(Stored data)
::::

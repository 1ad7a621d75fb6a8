//! SQLite repository adapter.
#![allow(clippy::collapsible_if)]

use async_trait::async_trait;
use sqlx::sqlite::{SqliteConnectOptions, SqlitePoolOptions};
use sqlx::{SqliteConnection, SqlitePool};
use std::str::FromStr;

use paygate_types::{
    Account, AccountId, AccountLedger, AccountUpdate, DomainError, HoldChange, HoldState,
    LedgerCommit, Money, Payment, PaymentHold, PaymentId, PaymentRepository, PaymentStore,
    RepoError,
};

use crate::types::{DbAccount, DbHold, DbPayment, DbStatementEntry, abort_unit};

const ACCOUNT_COLUMNS: &str = "id, first_name, last_name, currency, balance, held, card_number, \
     card_expiry_month, card_expiry_year, card_security_code, version, created_at";

const PAYMENT_COLUMNS: &str = "p.id, p.payee_id, p.order_id, p.operation, p.amount, p.currency, \
     p.status, p.card_number, p.card_expiry_month, p.card_expiry_year, p.reference_id, p.created_at";

// ─────────────────────────────────────────────────────────────────────────────
// SQLite Repository
// ─────────────────────────────────────────────────────────────────────────────

/// SQLite repository implementation.
pub struct SqliteRepo {
    pool: SqlitePool,
}

impl SqliteRepo {
    /// Creates a new SQLite repository with automatic migration.
    pub async fn new(database_url: &str) -> anyhow::Result<Self> {
        // Ensure on-disk SQLite target directory exists (no-op for in-memory).
        if let Some(path) = database_url.strip_prefix("sqlite://") {
            let path = path.split('?').next().unwrap_or(path);
            if path != ":memory:" {
                let p = std::path::Path::new(path);
                if let Some(parent) = p.parent() {
                    if !parent.as_os_str().is_empty() {
                        tokio::fs::create_dir_all(parent).await?;
                    }
                }
            }
        }

        let options = SqliteConnectOptions::from_str(database_url)?.create_if_missing(true);
        // An in-memory database dies with its last connection; keep exactly one open.
        let pool = if database_url.contains(":memory:") {
            SqlitePoolOptions::new()
                .max_connections(1)
                .idle_timeout(None)
                .max_lifetime(None)
        } else {
            SqlitePoolOptions::new().max_connections(10)
        }
        .connect_with(options)
        .await?;

        let ddl = include_str!("../migrations/0001_create_tables.sql");
        sqlx::query(ddl).execute(&pool).await?;

        Ok(Self { pool })
    }

    async fn load_statement(&self, account_id: &str) -> Result<Vec<PaymentId>, RepoError> {
        let rows: Vec<DbStatementEntry> = sqlx::query_as(
            r#"SELECT payment_id FROM statement_entries WHERE account_id = ? ORDER BY seq"#,
        )
        .bind(account_id)
        .fetch_all(&self.pool)
        .await
        .map_err(|e| RepoError::Database(e.to_string()))?;

        rows.into_iter().map(DbStatementEntry::into_domain).collect()
    }

    async fn hydrate(&self, row: DbAccount) -> Result<Account, RepoError> {
        let statement = self.load_statement(&row.id).await?;
        row.into_domain(statement)
    }
}

// ─────────────────────────────────────────────────────────────────────────────
// Ledger writes (run inside the caller's transaction)
// ─────────────────────────────────────────────────────────────────────────────

async fn insert_payment(conn: &mut SqliteConnection, payment: &Payment) -> Result<(), RepoError> {
    sqlx::query(
        r#"INSERT INTO payments (id, payee_id, order_id, operation, amount, currency, status,
               card_number, card_expiry_month, card_expiry_year, reference_id, created_at)
           VALUES (?, ?, ?, ?, ?, ?, ?, ?, ?, ?, ?, ?)"#,
    )
    .bind(payment.id.to_string())
    .bind(payment.payee_id.to_string())
    .bind(&payment.order_id)
    .bind(payment.operation.as_str())
    .bind(payment.amount.amount())
    .bind(payment.amount.currency().to_string())
    .bind(payment.status.as_str())
    .bind(&payment.card.number)
    .bind(payment.card.expiry_month)
    .bind(payment.card.expiry_year)
    .bind(payment.reference_id.map(|id| id.to_string()))
    .bind(payment.created_at.to_rfc3339())
    .execute(conn)
    .await
    .map_err(|e| RepoError::Database(e.to_string()))?;

    Ok(())
}

async fn set_balance_and_held(
    conn: &mut SqliteConnection,
    update: &AccountUpdate,
) -> Result<(), RepoError> {
    let result = sqlx::query(
        r#"UPDATE accounts SET balance = ?, held = ?, version = version + 1
           WHERE id = ? AND version = ?"#,
    )
    .bind(update.balance.amount())
    .bind(update.held.amount())
    .bind(update.account_id.to_string())
    .bind(update.expected_version)
    .execute(conn)
    .await
    .map_err(|e| RepoError::Database(e.to_string()))?;

    if result.rows_affected() == 0 {
        return Err(RepoError::Conflict(format!(
            "Account {} changed since it was read",
            update.account_id
        )));
    }
    Ok(())
}

async fn open_hold(conn: &mut SqliteConnection, hold: &PaymentHold) -> Result<(), RepoError> {
    sqlx::query(
        r#"INSERT INTO payment_holds (payment_id, kind, state, remaining, currency, version, updated_at)
           VALUES (?, ?, ?, ?, ?, ?, ?)"#,
    )
    .bind(hold.payment_id.to_string())
    .bind(hold.kind.to_string())
    .bind(hold.state.to_string())
    .bind(hold.remaining.amount())
    .bind(hold.remaining.currency().to_string())
    .bind(hold.version)
    .bind(hold.updated_at.to_rfc3339())
    .execute(conn)
    .await
    .map_err(|e| RepoError::Database(e.to_string()))?;

    Ok(())
}

async fn update_remaining(
    conn: &mut SqliteConnection,
    payment_id: PaymentId,
    remaining: Money,
    state: HoldState,
    expected_version: i64,
) -> Result<(), RepoError> {
    let result = sqlx::query(
        r#"UPDATE payment_holds SET remaining = ?, state = ?, version = version + 1, updated_at = ?
           WHERE payment_id = ? AND version = ?"#,
    )
    .bind(remaining.amount())
    .bind(state.to_string())
    .bind(chrono::Utc::now().to_rfc3339())
    .bind(payment_id.to_string())
    .bind(expected_version)
    .execute(conn)
    .await
    .map_err(|e| RepoError::Database(e.to_string()))?;

    if result.rows_affected() == 0 {
        return Err(RepoError::Conflict(format!(
            "Hold for payment {} changed since it was read",
            payment_id
        )));
    }
    Ok(())
}

async fn append_to_statement(
    conn: &mut SqliteConnection,
    account_id: AccountId,
    payment_id: PaymentId,
) -> Result<(), RepoError> {
    sqlx::query(r#"INSERT INTO statement_entries (account_id, payment_id) VALUES (?, ?)"#)
        .bind(account_id.to_string())
        .bind(payment_id.to_string())
        .execute(conn)
        .await
        .map_err(|e| RepoError::Database(e.to_string()))?;

    Ok(())
}

/// Applies every write of one ledger commit on an open transaction.
async fn apply_commit(
    conn: &mut SqliteConnection,
    changes: &LedgerCommit,
) -> Result<(), RepoError> {
    insert_payment(&mut *conn, &changes.payment).await?;

    for update in &changes.accounts {
        set_balance_and_held(&mut *conn, update).await?;
    }

    for change in &changes.holds {
        match change {
            HoldChange::Open(hold) => open_hold(&mut *conn, hold).await?,
            HoldChange::Consume {
                payment_id,
                remaining,
                state,
                expected_version,
            } => {
                update_remaining(
                    &mut *conn,
                    *payment_id,
                    *remaining,
                    *state,
                    *expected_version,
                )
                .await?
            }
        }
    }

    for account_id in &changes.statements {
        append_to_statement(&mut *conn, *account_id, changes.payment.id).await?;
    }

    Ok(())
}

// ─────────────────────────────────────────────────────────────────────────────
// Repository implementation
// ─────────────────────────────────────────────────────────────────────────────

#[async_trait]
impl AccountLedger for SqliteRepo {
    async fn create_account(&self, account: Account) -> Result<Account, RepoError> {
        sqlx::query(
            r#"INSERT INTO accounts (id, first_name, last_name, currency, balance, held,
                   card_number, card_expiry_month, card_expiry_year, card_security_code,
                   version, created_at)
               VALUES (?, ?, ?, ?, ?, ?, ?, ?, ?, ?, ?, ?)"#,
        )
        .bind(account.id.to_string())
        .bind(&account.first_name)
        .bind(&account.last_name)
        .bind(account.currency().to_string())
        .bind(account.balance.amount())
        .bind(account.held.amount())
        .bind(&account.card.number)
        .bind(account.card.expiry_month)
        .bind(account.card.expiry_year)
        .bind(&account.card.security_code)
        .bind(account.version)
        .bind(account.created_at.to_rfc3339())
        .execute(&self.pool)
        .await
        .map_err(|e| RepoError::Database(e.to_string()))?;

        Ok(account)
    }

    async fn get_account(&self, id: AccountId) -> Result<Option<Account>, RepoError> {
        let row: Option<DbAccount> = sqlx::query_as(&format!(
            "SELECT {} FROM accounts WHERE id = ?",
            ACCOUNT_COLUMNS
        ))
        .bind(id.to_string())
        .fetch_optional(&self.pool)
        .await
        .map_err(|e| RepoError::Database(e.to_string()))?;

        match row {
            Some(row) => self.hydrate(row).await.map(Some),
            None => Ok(None),
        }
    }

    async fn get_account_by_card(&self, number: &str) -> Result<Option<Account>, RepoError> {
        let row: Option<DbAccount> = sqlx::query_as(&format!(
            "SELECT {} FROM accounts WHERE card_number = ?",
            ACCOUNT_COLUMNS
        ))
        .bind(number)
        .fetch_optional(&self.pool)
        .await
        .map_err(|e| RepoError::Database(e.to_string()))?;

        match row {
            Some(row) => self.hydrate(row).await.map(Some),
            None => Ok(None),
        }
    }

    async fn list_accounts(&self) -> Result<Vec<Account>, RepoError> {
        let rows: Vec<DbAccount> = sqlx::query_as(&format!(
            "SELECT {} FROM accounts ORDER BY created_at DESC",
            ACCOUNT_COLUMNS
        ))
        .fetch_all(&self.pool)
        .await
        .map_err(|e| RepoError::Database(e.to_string()))?;

        let mut accounts = Vec::with_capacity(rows.len());
        for row in rows {
            accounts.push(self.hydrate(row).await?);
        }
        Ok(accounts)
    }

    async fn update_account(&self, account: &Account) -> Result<Account, RepoError> {
        let result = sqlx::query(r#"UPDATE accounts SET first_name = ?, last_name = ? WHERE id = ?"#)
            .bind(&account.first_name)
            .bind(&account.last_name)
            .bind(account.id.to_string())
            .execute(&self.pool)
            .await
            .map_err(|e| RepoError::Database(e.to_string()))?;

        if result.rows_affected() == 0 {
            return Err(RepoError::NotFound);
        }
        Ok(account.clone())
    }

    async fn delete_account(&self, id: AccountId) -> Result<bool, RepoError> {
        let result =
            sqlx::query(r#"DELETE FROM accounts WHERE id = ? AND balance = 0 AND held = 0"#)
                .bind(id.to_string())
                .execute(&self.pool)
                .await
                .map_err(|e| RepoError::Database(e.to_string()))?;

        Ok(result.rows_affected() > 0)
    }

    async fn deposit(&self, id: AccountId, amount: i64) -> Result<Account, RepoError> {
        let result = sqlx::query(
            r#"UPDATE accounts SET balance = balance + ?, version = version + 1
               WHERE id = ? AND balance <= 9223372036854775807 - ?"#,
        )
        .bind(amount)
        .bind(id.to_string())
        .bind(amount)
        .execute(&self.pool)
        .await
        .map_err(|e| RepoError::Database(e.to_string()))?;

        if result.rows_affected() == 0 {
            // Either the account is gone or the sum would leave the BIGINT range.
            return match self.get_account(id).await? {
                Some(_) => Err(DomainError::ValidationError(
                    "Deposit would overflow the account balance".into(),
                )
                .into()),
                None => Err(RepoError::NotFound),
            };
        }

        self.get_account(id).await?.ok_or(RepoError::NotFound)
    }
}

#[async_trait]
impl PaymentStore for SqliteRepo {
    async fn get_payment(&self, id: PaymentId) -> Result<Option<Payment>, RepoError> {
        let row: Option<DbPayment> = sqlx::query_as(&format!(
            "SELECT {} FROM payments p WHERE p.id = ?",
            PAYMENT_COLUMNS
        ))
        .bind(id.to_string())
        .fetch_optional(&self.pool)
        .await
        .map_err(|e| RepoError::Database(e.to_string()))?;

        row.map(DbPayment::into_domain).transpose()
    }

    async fn get_hold(&self, payment_id: PaymentId) -> Result<Option<PaymentHold>, RepoError> {
        let row: Option<DbHold> = sqlx::query_as(
            r#"SELECT payment_id, kind, state, remaining, currency, version, updated_at
               FROM payment_holds WHERE payment_id = ?"#,
        )
        .bind(payment_id.to_string())
        .fetch_optional(&self.pool)
        .await
        .map_err(|e| RepoError::Database(e.to_string()))?;

        row.map(DbHold::into_domain).transpose()
    }

    async fn list_payments_for_account(
        &self,
        account_id: AccountId,
    ) -> Result<Vec<Payment>, RepoError> {
        let rows: Vec<DbPayment> = sqlx::query_as(&format!(
            "SELECT {} FROM statement_entries s JOIN payments p ON p.id = s.payment_id
             WHERE s.account_id = ? ORDER BY s.seq",
            PAYMENT_COLUMNS
        ))
        .bind(account_id.to_string())
        .fetch_all(&self.pool)
        .await
        .map_err(|e| RepoError::Database(e.to_string()))?;

        rows.into_iter().map(DbPayment::into_domain).collect()
    }
}

#[async_trait]
impl PaymentRepository for SqliteRepo {
    async fn commit(&self, changes: LedgerCommit) -> Result<Payment, RepoError> {
        let mut db_tx = self
            .pool
            .begin()
            .await
            .map_err(|e| RepoError::Transaction(e.to_string()))?;

        apply_commit(&mut *db_tx, &changes)
            .await
            .map_err(abort_unit)?;

        db_tx
            .commit()
            .await
            .map_err(|e| RepoError::Transaction(e.to_string()))?;

        tracing::debug!(
            payment_id = %changes.payment.id,
            accounts = changes.accounts.len(),
            holds = changes.holds.len(),
            "ledger commit applied"
        );

        Ok(changes.payment)
    }
}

::::

» Problem to work on: Of the lines above, retype only those from the line containing "for change in" through the line containing "impl AccountLedger for", including both, exactly.

» Answer box:
    for change in &changes.holds {
        match change {
            HoldChange::Open(hold) => open_hold(&mut *conn, hold).await?,
            HoldChange::Consume {
                payment_id,
                remaining,
                state,
                expected_version,
            } => {
                update_remaining(
                    &mut *conn,
                    *payment_id,
                    *remaining,
                    *state,
                    *expected_version,
                )
                .await?
            }
        }
    }

    for account_id in &changes.statements {
        append_to_statement(&mut *conn, *account_id, changes.payment.id).await?;
    }

    Ok(())
}

// ─────────────────────────────────────────────────────────────────────────────
// Repository implementation
// ─────────────────────────────────────────────────────────────────────────────

#[async_trait]
impl AccountLedger for SqliteRepo {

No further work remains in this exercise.